Quel bouquin n'écrirait-on pas en narrant la vie du livre en Algérie ? Dans ce pays de Cocagne, le livre, c'est tout un roman. Et c'est tout un programme pour le trouver. On parle bien du bon livre, celui que vous avez envie de lire ou de relire, aiguillonné que vous êtes par une fiche de lecture ou un ami bibliophage qui vous en a dit du bien. Mais allez dénicher le livre que vous cherchez, si par bonheur vous pouviez avoir bonne fortune de le trouver. Car, au pays du soleil généreux, un livre est une bouteille jetée en pleine mer sur laquelle une main charitable a collé l'étiquette sur laquelle est écrit «attrape-qui-peut». En Algérie, n'y trouve pas son livre qui veut, comme on ne tombe pas toujours sur le livre qu'on veut.

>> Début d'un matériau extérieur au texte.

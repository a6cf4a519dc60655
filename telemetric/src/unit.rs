use std::{borrow::Cow, fmt, time::Duration};

/// Units for a given metric.
///
/// Units are carried through to every value source so that downstream formatters can label the
/// values they render.  They never change how values are recorded.
#[derive(Clone, Debug, Default, Eq, Hash, PartialEq, PartialOrd, Ord)]
pub enum Unit {
    /// No particular unit.
    #[default]
    None,
    /// Calls.
    Calls,
    /// Requests.
    Requests,
    /// Errors.
    Errors,
    /// Items.
    Items,
    /// Events.
    Events,
    /// Bytes.
    Bytes,
    /// Kibibytes.
    KiloBytes,
    /// Mebibytes.
    MegaBytes,
    /// Percentage.
    Percent,
    /// Results.
    Results,
    /// Commands.
    Commands,
    /// Threads.
    Threads,
    /// Connections.
    Connections,
    /// A unit not covered by any of the other variants.
    Custom(Cow<'static, str>),
}

impl Unit {
    /// Gets the string form of this `Unit`.
    pub fn as_str(&self) -> &str {
        match self {
            Unit::None => "none",
            Unit::Calls => "calls",
            Unit::Requests => "requests",
            Unit::Errors => "errors",
            Unit::Items => "items",
            Unit::Events => "events",
            Unit::Bytes => "bytes",
            Unit::KiloBytes => "kibibytes",
            Unit::MegaBytes => "mebibytes",
            Unit::Percent => "percent",
            Unit::Results => "results",
            Unit::Commands => "commands",
            Unit::Threads => "threads",
            Unit::Connections => "connections",
            Unit::Custom(name) => name,
        }
    }

    /// Creates a custom unit.
    pub fn custom<N: Into<Cow<'static, str>>>(name: N) -> Self {
        Unit::Custom(name.into())
    }

    /// Converts the string representation of a unit back into `Unit`.
    ///
    /// Strings that do not match any of the built-in units become [`Unit::Custom`].
    pub fn from_string(s: &str) -> Unit {
        match s {
            "none" | "" => Unit::None,
            "calls" => Unit::Calls,
            "requests" => Unit::Requests,
            "errors" => Unit::Errors,
            "items" => Unit::Items,
            "events" => Unit::Events,
            "bytes" => Unit::Bytes,
            "kibibytes" => Unit::KiloBytes,
            "mebibytes" => Unit::MegaBytes,
            "percent" => Unit::Percent,
            "results" => Unit::Results,
            "commands" => Unit::Commands,
            "threads" => Unit::Threads,
            "connections" => Unit::Connections,
            other => Unit::Custom(Cow::Owned(other.to_owned())),
        }
    }

    /// Whether or not this unit measures data size.
    pub fn is_data_based(&self) -> bool {
        matches!(self, Unit::Bytes | Unit::KiloBytes | Unit::MegaBytes)
    }
}

impl fmt::Display for Unit {
    fn fmt(&self, f: &mut fmt::Formatter<'_>) -> fmt::Result {
        f.write_str(self.as_str())
    }
}

/// Unit of time used for rates and durations.
#[derive(Clone, Copy, Debug, Eq, Hash, PartialEq, PartialOrd, Ord)]
pub enum TimeUnit {
    /// Nanoseconds.
    Nanoseconds,
    /// Microseconds.
    Microseconds,
    /// Milliseconds.
    Milliseconds,
    /// Seconds.
    Seconds,
    /// Minutes.
    Minutes,
    /// Hours.
    Hours,
    /// Days.
    Days,
}

impl TimeUnit {
    /// Gets the string form of this `TimeUnit`.
    pub fn as_str(&self) -> &'static str {
        match self {
            TimeUnit::Nanoseconds => "ns",
            TimeUnit::Microseconds => "us",
            TimeUnit::Milliseconds => "ms",
            TimeUnit::Seconds => "s",
            TimeUnit::Minutes => "min",
            TimeUnit::Hours => "h",
            TimeUnit::Days => "d",
        }
    }

    /// Length of one of this unit, in nanoseconds.
    pub fn nanos(&self) -> u64 {
        match self {
            TimeUnit::Nanoseconds => 1,
            TimeUnit::Microseconds => 1_000,
            TimeUnit::Milliseconds => 1_000_000,
            TimeUnit::Seconds => 1_000_000_000,
            TimeUnit::Minutes => 60 * 1_000_000_000,
            TimeUnit::Hours => 60 * 60 * 1_000_000_000,
            TimeUnit::Days => 24 * 60 * 60 * 1_000_000_000,
        }
    }

    /// Converts a number of nanoseconds into this unit.
    pub fn convert_nanos(&self, nanos: f64) -> f64 {
        nanos / self.nanos() as f64
    }

    /// Converts a duration into this unit.
    pub fn convert(&self, duration: Duration) -> f64 {
        self.convert_nanos(duration.as_nanos() as f64)
    }

    /// Scales a per-second rate to a rate per one of this unit.
    pub fn scale_rate(&self, per_second: f64) -> f64 {
        per_second * (self.nanos() as f64 / 1_000_000_000.0)
    }
}

impl fmt::Display for TimeUnit {
    fn fmt(&self, f: &mut fmt::Formatter<'_>) -> fmt::Result {
        f.write_str(self.as_str())
    }
}

#[cfg(test)]
mod tests {
    use super::{TimeUnit, Unit};
    use approx::assert_relative_eq;
    use std::time::Duration;

    #[test]
    fn test_unit_conversions() {
        let units = [
            Unit::None,
            Unit::Calls,
            Unit::Requests,
            Unit::Errors,
            Unit::Items,
            Unit::Events,
            Unit::Bytes,
            Unit::KiloBytes,
            Unit::MegaBytes,
            Unit::Percent,
            Unit::Results,
            Unit::Commands,
            Unit::Threads,
            Unit::Connections,
            Unit::custom("widgets"),
        ];

        for unit in units {
            assert_eq!(Unit::from_string(unit.as_str()), unit);
        }
    }

    #[test]
    fn test_unit_kinds() {
        assert!(Unit::KiloBytes.is_data_based());
        assert!(!Unit::Requests.is_data_based());
        assert_eq!(Unit::default(), Unit::None);
        assert_eq!(Unit::custom("jobs").to_string(), "jobs");
    }

    #[test]
    fn test_time_unit_scaling() {
        assert_relative_eq!(TimeUnit::Milliseconds.convert(Duration::from_secs(2)), 2_000.0);
        assert_relative_eq!(TimeUnit::Seconds.convert_nanos(500_000_000.0), 0.5);
        assert_relative_eq!(TimeUnit::Minutes.scale_rate(2.0), 120.0);
        assert_relative_eq!(TimeUnit::Milliseconds.scale_rate(1_000.0), 1.0);
        assert_eq!(TimeUnit::Days.nanos(), 86_400_000_000_000);
    }
}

Rare, cher, peu diversifié. Peu de livres, peu d'éditeurs, peu d'auteurs dans un bled de quarante millions d'âmes. Des lecteurs, y'en a beaucoup, mais pas vraiment assez. Mais dans ce vaste territoire de poésie céleste, de lumières étourdissantes et de couleurs enivrantes, tout ce qui fait livre, qui fait le livre et qui y amène, est une bénédiction du Ciel. Dans cette Algérie du rare plaisir, toute nouvelle se
rapportant au livre est bonne à prendre. Réjouissante même, comme le Salon national du livre d'Alger. Heureux événement, même si une belle hirondelle éditoriale n'annonce pas forcément le printemps du livre algérien. Comme, autres exemples, ces librairies qui ouvrent à l'heure où le consumérisme local a le goût de l'huile rance du sandwich frites-omelette et de la chawarma lipidique. Des librairies qui se créent pendant que d'autres librairies sont rachetées par des margoulins de la malbouffe. Alors, quand il arrive au livre de remplacer la chawarma radioactive, c'est le signe qu'il y a encore des Algériens qui se soucient de la santé intellectuelle de leurs compatriotes ! Telle cette dame accorte du Val d'Hydra, heureuse, et nous avec elle, dans sa Librairie des Arts et des lettres. Des comme cette libraire, il faudrait qu'il y en ait beaucoup pour que la pizza graisseuse, tel un moteur de vieux camion, ne prenne pas la place du livre. Comme ce fut hélas ! le cas du Mille-feuilles, coquette librairie du centre d'Alger, naguère tenue par une autre dame du livre. On sait depuis Gutenberg que «les livres ont les mêmes ennemis que l'homme : le feu, l'humide, les bêtes, le temps et leur propre contenu», disait Paul Valery. Mais ça, c'est un peu plus valable dans des pays d'opulence livresque. A ces ennemis inévitables, ajoutons chez nous l'argent, les éditeurs, les libraires, les critiques et les lecteurs qui manquent beaucoup, pour, comme Jules Renard, «tomber sur un livre à regards raccourcis», sans toujours obtenir l'objet du désir. A peine cent cinquante éditeurs dans le pays, dont les trois-quarts à Alger. Au pays de disette littéraire, la part du lion éditorial va au livre
scolaire, alors que les importateurs se taillent leur bout de gras avec le livre religieux, dieu des étals. Oh, il y a bien de la réédition, de la coédition et de l'édition alternée avec des éditeurs français, mais le livre reste toujours un fruit défendu tant il est rare, cher et rarement de qualité. À l'heure de l'Internet démocratisé, les Algériens lisent peu ou pas assez et peu d'entre eux
écrivent. Et quand les mieux inspirés tricotent des mots, le roman domine ainsi que les récits autobiographiques, hagiographiques et historiques où l'anecdote personnelle est reine. Souvent, l'édition, faute d'un soutien significatif de l'Etat, emprunte les sentiers solitaires du compte d'auteur. Alors, s'il était algérien, Honoré de Balzac aurait évoqué «la Peau de chagrin». Ici, le livre n'est pas en son royaume. Encore moins à la fête, même s'il y a beaucoup plus de titres et d'éditeurs qu'il y a vingt ans. Et même si des éditeurs audacieux comme Barzakh innovent dans la qualité. Pour que le livre soit accessible comme la pizza et la chawarma, comme sous Houari Boumediène qui le subventionnait, l'Etat doit relire «Iqra», le premier verset du saint coran. En 2014, lis au nom de Dieu, sacré nom de dieu de livre !
N. K.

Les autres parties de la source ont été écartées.